Introduction
Data manipulation is one of the most common tasks in data analysis. In many cases, we need to combine two or more datasets to gain new insights into our data. This process is known as merging or joining data frames.
In this tutorial, we will explore how to merge two Pandas DataFrames based on the nearest DateTime using merge_asof() function. This functionality allows us to perform a "fuzzy" merge between two DataFrames on non-exact match keys, by matching the closest key values.

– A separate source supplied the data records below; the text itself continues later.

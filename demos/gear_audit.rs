//! Enchant and gem audit for a character's equipped gear.
//!
//! Run with: cargo run --example gear_audit -- <realm> <character>

use battlenet_rs::audit::audit_equipment;
use battlenet_rs::{BlizzardClient, Credentials, Region};

#[tokio::main]
async fn main() -> battlenet_rs::Result<()> {
    tracing_subscriber::fmt::init();

    let args: Vec<String> = std::env::args().skip(1).collect();
    let (realm, name) = match args.as_slice() {
        [realm, name] => (realm.as_str(), name.as_str()),
        _ => {
            eprintln!("Usage: gear_audit <realm> <character>");
            std::process::exit(2);
        }
    };

    let client = BlizzardClient::authenticate(Credentials::from_env()?, Region::Eu).await?;

    let equipment = client.equipment().get(&realm.into(), &name.into()).await?;

    println!("{}", audit_equipment(&equipment).report());
    Ok(())
}
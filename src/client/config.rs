//! Client configuration options.

use std::time::Duration;

use crate::models::Locale;

/// Configuration for the Battle.net client.
///
/// # Example
///
/// ```
/// use battlenet_rs::{ClientConfig, Locale};
/// use std::time::Duration;
///
/// let config = ClientConfig::default()
///     .with_timeout(Duration::from_secs(60))
///     .with_locale(Locale::EnUs);
/// ```
#[derive(Debug, Clone)]
pub struct ClientConfig {
    /// Request timeout
    pub timeout: Duration,
    /// User-Agent header value
    pub user_agent: String,
    /// Locale for localized response fields
    pub locale: Locale,
    /// Retry configuration
    pub retry: RetryConfig,
    /// Whether to automatically refresh expired tokens
    pub auto_refresh_token: bool,
    /// Buffer time (in seconds) before expiry to refresh
    pub refresh_buffer_secs: i64,
}

impl Default for ClientConfig {
    fn default() -> Self {
        Self {
            timeout: Duration::from_secs(30),
            user_agent: format!(
                "battlenet-rs/{} (Rust)",
                env!("CARGO_PKG_VERSION")
            ),
            locale: Locale::default(),
            retry: RetryConfig::default(),
            auto_refresh_token: true,
            refresh_buffer_secs: 60,
        }
    }
}

impl ClientConfig {
    /// Create a new configuration with default values.
    pub fn new() -> Self {
        Self::default()
    }

    /// Set the request timeout.
    pub fn with_timeout(mut self, timeout: Duration) -> Self {
        self.timeout = timeout;
        self
    }

    /// Set the User-Agent header.
    pub fn with_user_agent(mut self, user_agent: impl Into<String>) -> Self {
        self.user_agent = user_agent.into();
        self
    }

    /// Set the response locale.
    pub fn with_locale(mut self, locale: Locale) -> Self {
        self.locale = locale;
        self
    }

    /// Set the retry configuration.
    pub fn with_retry(mut self, retry: RetryConfig) -> Self {
        self.retry = retry;
        self
    }

    /// Enable or disable automatic token refresh.
    pub fn with_auto_refresh(mut self, enabled: bool) -> Self {
        self.auto_refresh_token = enabled;
        self
    }

    /// Set the buffer time before expiry to refresh.
    pub fn with_refresh_buffer(mut self, secs: i64) -> Self {
        self.refresh_buffer_secs = secs;
        self
    }
}

/// Configuration for automatic retries.
///
/// By default, the client retries GET requests on transient errors with
/// exponential backoff.
#[derive(Debug, Clone)]
pub struct RetryConfig {
    /// Maximum number of retry attempts
    pub max_retries: u32,
    /// Initial backoff duration
    pub initial_backoff: Duration,
    /// Maximum backoff duration
    pub max_backoff: Duration,
    /// HTTP status codes to retry on
    pub retry_statuses: Vec<u16>,
}

impl Default for RetryConfig {
    fn default() -> Self {
        Self {
            max_retries: 3,
            initial_backoff: Duration::from_millis(500),
            max_backoff: Duration::from_secs(30),
            retry_statuses: vec![429, 500, 502, 503, 504],
        }
    }
}

impl RetryConfig {
    /// Create a configuration with no retries.
    pub fn no_retry() -> Self {
        Self {
            max_retries: 0,
            ..Default::default()
        }
    }

    /// Set the maximum number of retries.
    pub fn with_max_retries(mut self, max: u32) -> Self {
        self.max_retries = max;
        self
    }

    /// Set the initial backoff duration.
    pub fn with_initial_backoff(mut self, duration: Duration) -> Self {
        self.initial_backoff = duration;
        self
    }

    /// Set the maximum backoff duration.
    pub fn with_max_backoff(mut self, duration: Duration) -> Self {
        self.max_backoff = duration;
        self
    }

    /// Calculate the backoff duration for a given attempt.
    pub fn backoff_for_attempt(&self, attempt: u32) -> Duration {
        let backoff_millis = self.initial_backoff.as_millis() as u64 * 2u64.pow(attempt);
        let max_millis = self.max_backoff.as_millis() as u64;
        Duration::from_millis(backoff_millis.min(max_millis))
    }

    /// Check if a status code should be retried.
    pub fn should_retry_status(&self, status: u16) -> bool {
        self.retry_statuses.contains(&status)
    }
}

Case study (the Williams Flats Fire)
Consider a real-life scenario: imagine you are employed at organizations like NASA or NOAA. Let's suppose you have gathered observations of a fire event, such as the Williams Flats Fire, using different instruments. These observations are stored in two separate databases with varying dates of observation.:
import pandas as pd
df_master = pd.DataFrame(master_data)
print( df_master )
Output
datetime fire_event_id frp_total
43 2019-08-03 21:51:00 9 2191.16200
44 2019-08-03 22:20:00 9 896.10340
46 2019-08-04 00:20:00 9 3383.20780
47 2019-08-04 00:34:00 9 993.85570
48 2019-08-04 02:40:00 9 1438.91140
49 2019-08-06 18:51:00 9 186.78564
51 2019-08-06 20:33:00 9 415.35806
52 2019-08-06 21:53:00 9 767.10190
58 2019-08-07 23:15:00 9 9265.26800
59 2019-08-08 00:55:00 9 12978.82900
60 2019-08-08 02:37:00 9 6355.12600
61 2019-08-09 01:13:00 9 2730.69340
62 2019-08-09 01:20:00 9 3374.97400
63 2019-08-09 02:04:00 9 1615.59420
64 2019-08-09 02:19:00 9 1416.48070
df_viirs = pd.DataFrame(viirs_data)
print(df_viirs)
Output
datetime fire_event_id FRP_agg
134 2019-08-03 08:49:00 9 667.637268
746 2019-08-03 09:40:00 9 647.292480
138 2019-08-03 10:29:00 9 567.470764
750 2019-08-03 11:20:00 9 849.016968
753 2019-08-03 19:26:00 9 657.149475
... ... ... ...
1161 2019-09-01 07:18:00 1 0.000000
560 2019-09-01 08:08:00 1 0.000000
1171 2019-09-01 08:58:00 1 0.000000
1179 2019-09-01 18:37:00 1 0.000000
566 2019-09-01 19:27:00 1 0.000000
[113 rows x 3 columns]
Now, your goal is to merge these databases, specifically focusing on aligning observations that are closest to each other within a given time frame.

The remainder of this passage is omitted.